> Action item
If a line contains "decimals as strings.", it is the last one to write out; begin with the first line of the records and copy each exactly.

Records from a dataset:
┌──

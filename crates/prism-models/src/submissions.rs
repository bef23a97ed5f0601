use chrono::NaiveDate;
use serde::{Deserialize, Deserializer, Serialize};
use utoipa::ToSchema;

use crate::ids::{AssignmentId, CourseId, StudentId, SubmissionId};

#[derive(Debug, Clone, PartialEq, Serialize, Deserialize, ToSchema)]
pub struct Submission {
    pub id: SubmissionId,
    /// Grade out of 100. The backend serialises decimals as strings.
    #[serde(default, deserialize_with = "deserialize_decimal")]
    pub grade: Option<f64>,
    #[serde(default)]
    pub created_at: Option<NaiveDate>,
    #[serde(default)]
    pub flagged: bool,
    pub assignment: AssignmentId,
    pub student: StudentId,
    #[serde(default)]
    pub course_instance: Option<CourseId>,
    #[serde(default)]
    pub file_path: Option<String>,
}

fn deserialize_decimal<'de, D>(deserializer: D) -> Result<Option<f64>, D::Error>
where
    D: Deserializer<'de>,
{
    #[derive(Deserialize)]
    #[serde(untagged)]
    enum Decimal {
        Number(f64),
        Text(String),
    }

    match Option::<Decimal>::deserialize(deserializer)? {
        None => Ok(None),
        Some(Decimal::Number(n)) => Ok(Some(n)),
        Some(Decimal::Text(s)) if s.trim().is_empty() => Ok(None),
        Some(Decimal::Text(s)) => s.trim().parse().map(Some).map_err(serde::de::Error::custom),
    }
}

#[cfg(test)]
mod tests {
    use super::*;

    #[test]
    fn test_grade_as_decimal_string() {
        let json = r#"{"id":5,"grade":"87.50","created_at":"2024-09-30","flagged":true,"assignment":11,"student":2,"course_instance":8,"file_path":"a3/2.zip"}"#;
        let submission: Submission = serde_json::from_str(json).unwrap();
        assert_eq!(submission.grade, Some(87.5));
        assert!(submission.flagged);
        assert_eq!(submission.course_instance, Some(CourseId(8)));
    }

    #[test]
    fn test_grade_as_number_or_null() {
        let numeric: Submission =
            serde_json::from_str(r#"{"id":5,"grade":90,"assignment":1,"student":2}"#).unwrap();
        assert_eq!(numeric.grade, Some(90.0));

        let null: Submission =
            serde_json::from_str(r#"{"id":5,"grade":null,"assignment":1,"student":2}"#).unwrap();
        assert_eq!(null.grade, None);
        assert!(!null.flagged);
    }
}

└──

> The completed task
filename crates/prism-models/src/submissions.rs
repository bef23a97ed5f0601
use chrono::NaiveDate;
use serde::{Deserialize, Deserializer, Serialize};
use utoipa::ToSchema;

use crate::ids::{AssignmentId, CourseId, StudentId, SubmissionId};

#[derive(Debug, Clone, PartialEq, Serialize, Deserialize, ToSchema)]
pub struct Submission {
    pub id: SubmissionId,
    /// Grade out of 100. The backend serialises decimals as strings.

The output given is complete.